Atosiban is a synthetic peptide which is a competitive antagonist of human oxytocin at receptor level. In human pre-term labour, atosiban at the recommended dosage antagonises uterine contractions and induces uterine quiescence.

Benzydamine exerts an anti-inflammatory and analgesic action by stabilising the cellular membrane and inhibiting prostaglandin synthesis.

Bromocriptine is an inhibitor of prolactin secretion and a stimulator of dopamine receptors. The areas of application of bromocriptine are divided into endocrinological and neurological indications.

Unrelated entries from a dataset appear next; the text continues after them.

//! Run cursor over a span tree.

use std::rc::Rc;

use crate::span::SpanList;

struct Level {
    list: Rc<SpanList>,
    idx: usize,
    pos: u64,
}

/// One span cursor per dimension; the fastest level may stop inside a span.
pub(crate) struct SpanCursor {
    levels: Vec<Level>,
    strides: Vec<u64>,
    done: bool,
}

impl SpanCursor {
    pub(crate) fn new(tree: Rc<SpanList>, extent: &[u64]) -> SpanCursor {
        let rank = tree.rank();
        let mut strides = vec![1u64; rank];
        for k in (0..rank.saturating_sub(1)).rev() {
            strides[k] = strides[k + 1].saturating_mul(extent[k + 1]);
        }
        let mut cursor = SpanCursor {
            levels: Vec::with_capacity(rank),
            strides,
            done: false,
        };
        cursor.levels.push(Level {
            pos: tree.spans()[0].low(),
            list: tree,
            idx: 0,
        });
        cursor.descend_from(0);
        cursor
    }

    /// Rebuilds the levels below `k` from the current span of level `k`.
    fn descend_from(&mut self, k: usize) {
        self.levels.truncate(k + 1);
        loop {
            let level = &self.levels[self.levels.len() - 1];
            let Some(down) = level.list.spans()[level.idx].down().cloned() else {
                return;
            };
            self.levels.push(Level {
                pos: down.spans()[0].low(),
                list: down,
                idx: 0,
            });
        }
    }

    pub(crate) fn peek_offset(&self) -> Option<u64> {
        if self.done {
            return None;
        }
        Some(
            self.levels
                .iter()
                .zip(&self.strides)
                .map(|(level, stride)| level.pos * stride)
                .sum(),
        )
    }

    pub(crate) fn next_run(&mut self, max_len: u64) -> Option<(u64, u64)> {
        let offset = self.peek_offset()?;
        let f = self.levels.len() - 1;
        let level = &mut self.levels[f];
        let high = level.list.spans()[level.idx].high();
        let len = (high - level.pos + 1).min(max_len);

        if level.pos + len <= high {
            level.pos += len;
        } else if level.idx + 1 < level.list.spans().len() {
            level.idx += 1;
            level.pos = level.list.spans()[level.idx].low();
        } else {
            self.carry(f);
        }
        Some((offset, len))
    }

    /// Advances the levels slower than `k` by one index.
    fn carry(&mut self, k: usize) {
        for u in (0..k).rev() {
            let level = &mut self.levels[u];
            let span_high = level.list.spans()[level.idx].high();
            if level.pos < span_high {
                level.pos += 1;
            } else if level.idx + 1 < level.list.spans().len() {
                level.idx += 1;
                level.pos = level.list.spans()[level.idx].low();
            } else {
                continue;
            }
            self.descend_from(u);
            return;
        }
        self.done = true;
    }

    pub(crate) fn coords(&self) -> Option<Vec<u64>> {
        if self.done {
            return None;
        }
        Some(self.levels.iter().map(|level| level.pos).collect())
    }
}
//! Region selection over N-dimensional array extents.
//!
//! A [`Selection`] describes which elements of an N-dimensional dataset an I/O
//! operation touches. Hyperslab selections are kept in two representations:
//!
//! - a compact regular description (`start`, `stride`, `count`, `block` per
//!   dimension, see [`RegularDescriptor`]), and
//! - a general span tree ([`span::SpanList`]) able to describe any union of
//!   boxes.
//!
//! Selections are combined through the set operations of [`SelectOp`], walked
//! as runs of contiguous bytes by [`SelectionIter`], persisted with
//! [`Selection::encode`] / [`Selection::decode`], clipped against a concrete
//! extent when one dimension is unlimited, and projected onto other selections
//! with [`project_intersection`].

pub mod block;
pub mod codec;
pub mod config;
pub mod epoch;
pub mod iter;
pub mod project;
pub mod rebuild;
pub mod regular;
pub mod selection;
pub mod span;
pub mod unlimited;

#[cfg(test)]
mod tests;

pub use block::Block;
pub use codec::FormatVersion;
pub use config::{CodecConfig, IterConfig};
pub use epoch::Epoch;
pub use iter::{SelectionIter, Sequence};
pub use project::project_intersection;
pub use regular::{HyperslabDim, RegularDescriptor, RegularState, UNLIMITED};
pub use selection::{SelectOp, Selection, SelectionType};

/// Maximum number of dimensions of a selection extent.
pub const MAX_RANK: usize = 32;
//! Axis-aligned boxes of selected coordinates.

/// An N-dimensional box, inclusive on both ends.
#[derive(Debug, Clone, PartialEq, Eq, Hash, PartialOrd, Ord)]
pub struct Block {
    pub start: Vec<u64>,
    pub end: Vec<u64>,
}

impl Block {
    pub fn new(start: Vec<u64>, end: Vec<u64>) -> Block {
        debug_assert_eq!(start.len(), end.len());
        debug_assert!(start.iter().zip(&end).all(|(s, e)| s <= e));
        Block { start, end }
    }

    #[inline]
    pub fn rank(&self) -> usize {
        self.start.len()
    }

    /// Number of coordinates in the box.
    pub fn num_elements(&self) -> u64 {
        self.start
            .iter()
            .zip(&self.end)
            .fold(1u64, |acc, (s, e)| acc.saturating_mul(e - s + 1))
    }

    pub fn contains(&self, coords: &[u64]) -> bool {
        coords.len() == self.rank()
            && coords
                .iter()
                .zip(self.start.iter().zip(&self.end))
                .all(|(c, (s, e))| s <= c && c <= e)
    }

    /// Whether the box shares at least one coordinate with `[start, end]`.
    pub fn intersects(&self, start: &[u64], end: &[u64]) -> bool {
        self.start
            .iter()
            .zip(&self.end)
            .zip(start.iter().zip(end))
            .all(|((s, e), (os, oe))| s <= oe && os <= e)
    }
}
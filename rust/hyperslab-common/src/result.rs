pub type Result<T> = std::result::Result<T, crate::error::Error>;

/// Checks an argument predicate, returning `InvalidArgument` (with the stringified
/// condition as the message) when it does not hold.
#[macro_export]
macro_rules! verify_arg {
    ($name:expr, $expr:expr) => {{
        let result = $expr;
        $crate::result::verify_arg(result, stringify!($name), stringify!($expr))?;
    }};
}

/// Checks a predicate over decoded data, returning `InvalidFormat` when it does not hold.
#[macro_export]
macro_rules! verify_data {
    ($name:expr, $expr:expr) => {{
        let result = $expr;
        $crate::result::verify_data(result, stringify!($name), stringify!($expr))?;
    }};
}

#[inline]
pub fn verify_arg(predicate: bool, name: &str, condition: &str) -> Result<()> {
    if predicate {
        Ok(())
    } else {
        invalid_arg(name, condition)
    }
}

#[inline]
pub fn verify_data(predicate: bool, name: &str, condition: &str) -> Result<()> {
    if predicate {
        Ok(())
    } else {
        invalid_format(name, condition)
    }
}

#[cold]
pub fn invalid_arg(name: &str, condition: &str) -> Result<()> {
    Err(crate::error::ErrorKind::InvalidArgument {
        name: name.to_string(),
        message: condition.to_string(),
    }
    .into())
}

#[cold]
pub fn invalid_format(name: &str, condition: &str) -> Result<()> {
    Err(crate::error::ErrorKind::InvalidFormat {
        element: name.to_string(),
        message: condition.to_string(),
    }
    .into())
}
impl CellCoord {
    /// Creates a new grid cell coordinate.
    #[must_use]
    pub const fn new(x: i32, y: i32) -> Self {
        Self { x, y }
    }

    /// Latitude band index.
    #[must_use]
    pub const fn x(&self) -> i32 {
        self.x
    }

    /// Longitude band index.
    #[must_use]
    pub const fn y(&self) -> i32 {
        self.y
    }

    /// Textual key of the cell, `"x,y"`.
    ///
    /// The key seeds the luck function and labels persisted caches.
    #[must_use]
    pub fn key(&self) -> String {
        format!("{},{}", self.x, self.y)
    }

    /// Parses a key previously produced by [`CellCoord::key`].
    #[must_use]
    pub fn parse_key(key: &str) -> Option<Self> {
        let (x, y) = key.split_once(',')?;
        let x = x.trim().parse::<i32>().ok()?;
        let y = y.trim().parse::<i32>().ok()?;
        Some(Self::new(x, y))
    }
}

impl fmt::Display for CellCoord {
    fn fmt(&self, f: &mut fmt::Formatter<'_>) -> fmt::Result {
        write!(f, "{},{}", self.x, self.y)
    }
}

/// Mapping between geographic points and grid cells.
#[derive(Clone, Copy, Debug, PartialEq, Serialize, Deserialize)]
pub struct GeoGrid {
    origin: GeoPoint,
    tile_degrees: f64,
}

impl GeoGrid {
    /// Creates a grid anchored at `origin` whose square tiles span `tile_degrees`.
    #[must_use]
    pub const fn new(origin: GeoPoint, tile_degrees: f64) -> Self {
        Self {
            origin,
            tile_degrees,
        }
    }

    /// Point that anchors cell `0,0`.
    #[must_use]
    pub const fn origin(&self) -> GeoPoint {
        self.origin
    }

    /// Edge length of a tile in degrees.
    #[must_use]
    pub const fn tile_degrees(&self) -> f64 {
        self.tile_degrees
    }

    /// Cell containing the provided point.
    ///
    /// Indices beyond the `i32` range saturate at its ends.
    #[must_use]
    pub fn cell_of(&self, point: GeoPoint) -> CellCoord {
        let x = ((point.lat - self.origin.lat) / self.tile_degrees).floor();
        let y = ((point.lng - self.origin.lng) / self.tile_degrees).floor();
        CellCoord::new(x as i32, y as i32)
    }

    /// Geographic extent covered by exactly one cell.
    #[must_use]
    pub fn cell_bounds(&self, cell: CellCoord) -> GeoBounds {
        let south_west = GeoPoint::new(
            self.origin.lat + f64::from(cell.x) * self.tile_degrees,
            self.origin.lng + f64::from(cell.y) * self.tile_degrees,
        );
        let north_east = GeoPoint::new(
            self.origin.lat + (f64::from(cell.x) + 1.0) * self.tile_degrees,
            self.origin.lng + (f64::from(cell.y) + 1.0) * self.tile_degrees,
        );
        GeoBounds::new(south_west, north_east)
    }

    /// Centre point of a cell, where freshly spawned tokens are placed.
    #[must_use]
    pub fn cell_center(&self, cell: CellCoord) -> GeoPoint {
        self.cell_bounds(cell).center()
    }

    /// Inclusive range of cells touched by `bounds`, grown by `margin` cells per side.
    ///
    /// Returns the south-western and north-eastern cells of the range.
    #[must_use]
    pub fn cell_span(&self, bounds: &GeoBounds, margin: i32) -> (CellCoord, CellCoord) {
        let low = self.cell_of(bounds.south_west());
        let high = self.cell_of(bounds.north_east());
        (
            CellCoord::new(low.x.saturating_sub(margin), low.y.saturating_sub(margin)),
            CellCoord::new(high.x.saturating_add(margin), high.y.saturating_add(margin)),
        )
    }
}

impl Default for GeoGrid {
    fn default() -> Self {
        Self::new(DEFAULT_ORIGIN, DEFAULT_TILE_DEGREES)
    }
}

/// Cardinal directions the player may step in.
#[derive(Clone, Copy, Debug, PartialEq, Eq, Hash, Serialize, Deserialize)]
pub enum Direction {
    /// Toward increasing latitude.
    North,
    /// Toward increasing longitude.
    East,
    /// Toward decreasing latitude.
    South,
    /// Toward decreasing longitude.
    West,
}

impl Direction {
    /// Latitude and longitude tile deltas for one step in this direction.
    #[must_use]
    pub const fn tile_delta(self) -> (i32, i32) {
        match self {
            Self::North => (1, 0),
            Self::East => (0, 1),
            Self::South => (-1, 0),
            Self::West => (0, -1),
        }
    }
}

/// Unique identifier assigned to a token by the world.
#[derive(Clone, Copy, Debug, PartialEq, Eq, Hash, PartialOrd, Ord, Serialize, Deserialize)]
pub struct TokenId(u32);

impl TokenId {
    /// Creates a new token identifier with the provided numeric value.
    #[must_use]
    pub const fn new(value: u32) -> Self {
        Self(value)
    }

    /// Retrieves the numeric representation of the identifier.
    #[must_use]
    pub const fn get(&self) -> u32 {
        self.0
    }
}

/// Positive integer carried by a token or held in the inventory.
#[derive(Clone, Copy, Debug, PartialEq, Eq, Hash, PartialOrd, Ord, Serialize, Deserialize)]
pub struct TokenValue(u32);

impl TokenValue {
    /// Creates a token value, refusing anything below one.
    #[must_use]
    pub const fn new(value: u32) -> Option<Self> {
        if value == 0 {
            None
        } else {
            Some(Self(value))
        }
    }

    /// Creates the value `2^exponent`.
    ///
    /// Negative exponents describe fractional values, which are not valid
    /// token values and yield `None`, as do exponents that overflow.
    #[must_use]
    pub fn from_exponent(exponent: i32) -> Option<Self> {
        let exponent = u32::try_from(exponent).ok()?;
        1u32.checked_shl(exponent).map(Self)
    }

    /// Retrieves the underlying integer.
    #[must_use]
    pub const fn get(&self) -> u32 {
        self.0
    }

    /// Value produced by merging two tokens of this value.
    #[must_use]
    pub const fn doubled(self) -> Self {
        Self(self.0.saturating_mul(2))
    }
}

impl fmt::Display for TokenValue {
    fn fmt(&self, f: &mut fmt::Formatter<'_>) -> fmt::Result {
        write!(f, "{}", self.0)
    }
}

/// A token captured inside a stowed cache.
#[derive(Clone, Copy, Debug, PartialEq, Serialize, Deserialize)]
pub struct StowedToken {
    /// Where the token was placed.
    pub position: GeoPoint,
    /// Value the token carried when stowed.
    pub value: TokenValue,
}

/// Serialized contents of a cache that left the viewport.
///
/// An entry without tokens is the "known empty" marker: restoring it yields an
/// empty cache rather than a freshly seeded one.
#[derive(Clone, Debug, Default, PartialEq, Serialize, Deserialize)]
pub struct StowedCache {
    tokens: Vec<StowedToken>,
}
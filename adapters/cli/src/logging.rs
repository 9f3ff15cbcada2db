use env_logger::{Builder, Env};
use log::LevelFilter;

/// Initializes the global logger.
///
/// `RUST_LOG` takes precedence. Otherwise `verbose` selects debug output and
/// the default shows info level and above.
pub(crate) fn init(verbose: bool) {
    let level = if verbose {
        LevelFilter::Debug
    } else {
        LevelFilter::Info
    };

    let env = Env::default().default_filter_or(level.to_string());
    let mut builder = Builder::from_env(env);
    let _ = builder.format_timestamp(None);

    // A logger may already be installed when the binary's tests run.
    let _ = builder.try_init();
}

Cabergoline is a dopaminergic ergoline derivative endowed with a potent and long-lasting PRL-lowering activity.

Flibanserin is a multifunctional serotonin agonist and antagonist used for the treatment of premenopausal women with hypoactive sexual desire disorder. In vitro, flibanserin acts as an agonist on 5-HT_1A receptors and an antagonist on 5-HT_2A receptors. It also has moderate antagonist activities at the 5-HT_2B, 5-HT_2C, and dopamine D₄ receptors.

Ibuprofen is a propionic acid derivative NSAID that has demonstrated its efficacy by inhibition of prostaglandin synthesis. In humans ibuprofen reduces inflammatory pain, swellings and fever. Furthermore, ibuprofen reversibly inhibits platelet aggregation.

Naproxen is a non-steroidal anti-inflammatory analgesic compound with antipyretic properties as has been demonstrated in classical animal test systems. Naproxen exhibits its anti-inflammatory effect even in adrenalectomised animals, indicating that its action is not mediated through the pituitary-adrenal axis.

Quinagolide is a selective dopamine D₂-receptor agonist not belonging to the chemical classes of ergot or ergoline compounds. Owing to its dopaminergic action, the drug exerts a strong inhibitory effect on the secretion of the anterior pituitary hormone prolactin, but does not reduce normal levels of other pituitary hormones.